//! Usage: Loopback redirect listener for the interactive authorization-code flow.

use super::error_code::AuthErrorCode;
use crate::shared::error::AppResult;
use crate::shared::security::constant_time_eq;
use reqwest::Url;
use std::time::Duration;
use tokio::io::{AsyncReadExt, AsyncWriteExt};
use tokio::net::{TcpListener, TcpStream};
use tokio::task::JoinSet;

/// Bound on reading one request line from an accepted connection.
const REQUEST_READ_TIMEOUT: Duration = Duration::from_secs(5);

const SUCCESS_HTML: &str =
    "<html><body><h1>Signed in</h1><p>You may close this window and return to the app.</p></body></html>";
const ERROR_HTML: &str =
    "<html><body><h1>Sign-in failed</h1><p>You may close this window and retry.</p></body></html>";
const NOT_FOUND_HTML: &str = "<html><body><h1>Not found</h1></body></html>";

#[derive(Debug, Clone, PartialEq, Eq)]
pub(crate) struct CallbackPayload {
    pub(crate) code: Option<String>,
    pub(crate) state: Option<String>,
    pub(crate) error: Option<String>,
    pub(crate) error_description: Option<String>,
}

impl CallbackPayload {
    /// Maps the redirect to the authorization code, or to the failure the identity
    /// platform reported.
    pub(crate) fn into_code(self) -> AppResult<String> {
        if let Some(error) = self.error {
            let detail = self
                .error_description
                .map(|d| format!("{error}: {d}"))
                .unwrap_or_else(|| error.clone());
            if error == "access_denied" {
                return Err(AuthErrorCode::SignInCancelled.error(detail));
            }
            return Err(AuthErrorCode::Callback.error(detail));
        }
        match self.code {
            Some(code) if !code.is_empty() => Ok(code),
            _ => Err(AuthErrorCode::Callback.error("redirect carried no authorization code")),
        }
    }
}

#[derive(Debug)]
pub(crate) struct CallbackListener {
    port: u16,
    listener_v4: Option<TcpListener>,
    listener_v6: Option<TcpListener>,
}

impl CallbackListener {
    pub(crate) fn port(&self) -> u16 {
        self.port
    }

    async fn accept(&mut self) -> std::io::Result<TcpStream> {
        let (socket, _) = match (self.listener_v4.as_mut(), self.listener_v6.as_mut()) {
            (Some(v4), Some(v6)) => {
                tokio::select! {
                    result = v4.accept() => result?,
                    result = v6.accept() => result?,
                }
            }
            (Some(v4), None) => v4.accept().await?,
            (None, Some(v6)) => v6.accept().await?,
            (None, None) => {
                return Err(std::io::Error::new(
                    std::io::ErrorKind::NotConnected,
                    "no loopback listener bound",
                ))
            }
        };
        Ok(socket)
    }
}

/// Binds the redirect listener on IPv4 and IPv6 loopback. A busy preferred port falls
/// back to a dynamic one; `0` always picks a dynamic port.
pub(crate) async fn bind_callback_listener(preferred_port: u16) -> AppResult<CallbackListener> {
    match try_bind_on_port(preferred_port).await {
        Ok(bound) => Ok(bound),
        Err(preferred_err) if preferred_port == 0 => Err(AuthErrorCode::Callback
            .error(format!("redirect listener bind failed: {preferred_err}"))),
        Err(preferred_err) => match try_bind_on_port(0).await {
            Ok(bound) => {
                tracing::debug!(
                    preferred_port,
                    port = bound.port,
                    "preferred redirect port busy; using dynamic port"
                );
                Ok(bound)
            }
            Err(fallback_err) => Err(AuthErrorCode::Callback.error(format!(
                "redirect listener bind failed: {preferred_err}; fallback_dynamic_port: {fallback_err}"
            ))),
        },
    }
}

async fn try_bind_on_port(port: u16) -> Result<CallbackListener, String> {
    if port == 0 {
        return try_bind_dynamic_port().await;
    }

    let mut bind_errors: Vec<String> = Vec::new();
    let listener_v4 = match TcpListener::bind(("127.0.0.1", port)).await {
        Ok(listener) => Some(listener),
        Err(err) => {
            bind_errors.push(format!("127.0.0.1:{port} ({err})"));
            None
        }
    };
    let listener_v6 = match TcpListener::bind(("::1", port)).await {
        Ok(listener) => Some(listener),
        Err(err) => {
            bind_errors.push(format!("::1:{port} ({err})"));
            None
        }
    };
    if listener_v4.is_none() && listener_v6.is_none() {
        return Err(bind_errors.join("; "));
    }

    Ok(CallbackListener {
        port,
        listener_v4,
        listener_v6,
    })
}

async fn try_bind_dynamic_port() -> Result<CallbackListener, String> {
    let mut bind_errors: Vec<String> = Vec::new();

    match TcpListener::bind(("127.0.0.1", 0)).await {
        Ok(listener_v4) => {
            let port = listener_v4
                .local_addr()
                .map_err(|e| format!("127.0.0.1:0 (local_addr failed: {e})"))?
                .port();
            // Browsers may resolve `localhost` to ::1; the v6 side is best effort.
            let listener_v6 = TcpListener::bind(("::1", port)).await.ok();
            return Ok(CallbackListener {
                port,
                listener_v4: Some(listener_v4),
                listener_v6,
            });
        }
        Err(err) => bind_errors.push(format!("127.0.0.1:0 ({err})")),
    }

    match TcpListener::bind(("::1", 0)).await {
        Ok(listener_v6) => {
            let port = listener_v6
                .local_addr()
                .map_err(|e| format!("::1:0 (local_addr failed: {e})"))?
                .port();
            let listener_v4 = TcpListener::bind(("127.0.0.1", port)).await.ok();
            return Ok(CallbackListener {
                port,
                listener_v4,
                listener_v6: Some(listener_v6),
            });
        }
        Err(err) => bind_errors.push(format!("::1:0 ({err})")),
    }

    Err(bind_errors.join("; "))
}

/// Serves the loopback listener until the redirect for `expected_path` arrives.
///
/// Requests for other paths (favicon probes and the like) get a 404 and the wait
/// continues. Connections are read concurrently, so a connection that never sends
/// a request does not block later ones. The whole wait is bounded by `timeout`.
pub(crate) async fn wait_for_callback(
    mut listener: CallbackListener,
    expected_path: &str,
    expected_state: &str,
    timeout: Duration,
) -> AppResult<CallbackPayload> {
    let mut reads: JoinSet<(TcpStream, AppResult<String>)> = JoinSet::new();
    let serve = async {
        loop {
            tokio::select! {
                accepted = listener.accept() => {
                    let mut socket = accepted.map_err(|e| {
                        AuthErrorCode::Callback.error(format!("redirect accept failed: {e}"))
                    })?;
                    // Each connection is read on its own task; an idle preconnect must not
                    // hold up the redirect queued behind it.
                    reads.spawn(async move {
                        let target = match tokio::time::timeout(
                            REQUEST_READ_TIMEOUT,
                            read_request_target(&mut socket),
                        )
                        .await
                        {
                            Ok(target) => target,
                            Err(_) => Err(AuthErrorCode::Callback.error("redirect read timed out")),
                        };
                        (socket, target)
                    });
                }
                Some(joined) = reads.join_next(), if !reads.is_empty() => {
                    let (mut socket, target) = match joined {
                        Ok(read) => read,
                        Err(err) => {
                            tracing::debug!("redirect read task failed: {err}");
                            continue;
                        }
                    };
                    let target = match target {
                        Ok(target) => target,
                        Err(err) => {
                            tracing::debug!("ignoring malformed redirect request: {err}");
                            respond(&mut socket, "400 Bad Request", ERROR_HTML).await;
                            continue;
                        }
                    };

                    let payload = match parse_callback_target(&target, expected_path) {
                        Ok(Some(payload)) => payload,
                        Ok(None) => {
                            respond(&mut socket, "404 Not Found", NOT_FOUND_HTML).await;
                            continue;
                        }
                        Err(err) => {
                            respond(&mut socket, "400 Bad Request", ERROR_HTML).await;
                            return Err(err);
                        }
                    };

                    if let Err(err) = validate_state(&payload, expected_state) {
                        respond(&mut socket, "400 Bad Request", ERROR_HTML).await;
                        return Err(err);
                    }

                    if payload.error.is_some() {
                        respond(&mut socket, "400 Bad Request", ERROR_HTML).await;
                    } else {
                        respond(&mut socket, "200 OK", SUCCESS_HTML).await;
                    }
                    return Ok(payload);
                }
            }
        }
    };

    tokio::time::timeout(timeout, serve).await.map_err(|_| {
        AuthErrorCode::SignInTimeout.error(format!(
            "no redirect received within {}s",
            timeout.as_secs()
        ))
    })?
}

async fn read_request_target(socket: &mut TcpStream) -> AppResult<String> {
    let mut buffer = vec![0u8; 8192];
    let size = socket
        .read(&mut buffer)
        .await
        .map_err(|e| AuthErrorCode::Callback.error(format!("redirect read failed: {e}")))?;
    if size == 0 {
        return Err(AuthErrorCode::Callback.error("redirect request is empty"));
    }

    let request = String::from_utf8_lossy(&buffer[..size]);
    let first = request
        .lines()
        .next()
        .ok_or_else(|| AuthErrorCode::Callback.error("malformed redirect request"))?;
    let mut parts = first.split_whitespace();
    let method = parts.next().unwrap_or_default();
    let target = parts.next().unwrap_or_default();
    if method != "GET" || target.is_empty() {
        return Err(AuthErrorCode::Callback.error("redirect request must be GET"));
    }
    Ok(target.to_string())
}

async fn respond(socket: &mut TcpStream, status: &str, body: &str) {
    let response = format!(
        "HTTP/1.1 {status}\r\nContent-Type: text/html; charset=utf-8\r\nContent-Length: {}\r\nConnection: close\r\n\r\n{}",
        body.len(),
        body
    );
    let _ = socket.write_all(response.as_bytes()).await;
    let _ = socket.shutdown().await;
}

/// Parses a request target. `Ok(None)` means the path is not the redirect path.
pub(crate) fn parse_callback_target(
    target: &str,
    expected_path: &str,
) -> AppResult<Option<CallbackPayload>> {
    let url = Url::parse(&format!("http://127.0.0.1{target}"))
        .map_err(|e| AuthErrorCode::Callback.error(format!("invalid redirect target: {e}")))?;
    if url.path() != expected_path {
        return Ok(None);
    }

    let mut payload = CallbackPayload {
        code: None,
        state: None,
        error: None,
        error_description: None,
    };
    for (key, value) in url.query_pairs() {
        match key.as_ref() {
            "code" => payload.code = Some(value.into_owned()),
            "state" => payload.state = Some(value.into_owned()),
            "error" => payload.error = Some(value.into_owned()),
            "error_description" => payload.error_description = Some(value.into_owned()),
            _ => {}
        }
    }

    if payload.code.is_none() && payload.error.is_none() {
        return Err(AuthErrorCode::Callback.error("redirect missing code/error"));
    }
    Ok(Some(payload))
}

fn validate_state(payload: &CallbackPayload, expected_state: &str) -> AppResult<()> {
    let state = payload
        .state
        .as_deref()
        .ok_or_else(|| AuthErrorCode::Callback.error("redirect missing state"))?;
    if !constant_time_eq(state.as_bytes(), expected_state.as_bytes()) {
        return Err("SEC_INVALID_INPUT: redirect state mismatch".into());
    }
    Ok(())
}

===============

● Work item
Report every line of the records that contains the word "malformed".

● Answer space
                            tracing::debug!("ignoring malformed redirect request: {err}");
        .ok_or_else(|| AuthErrorCode::Callback.error("malformed redirect request"))?;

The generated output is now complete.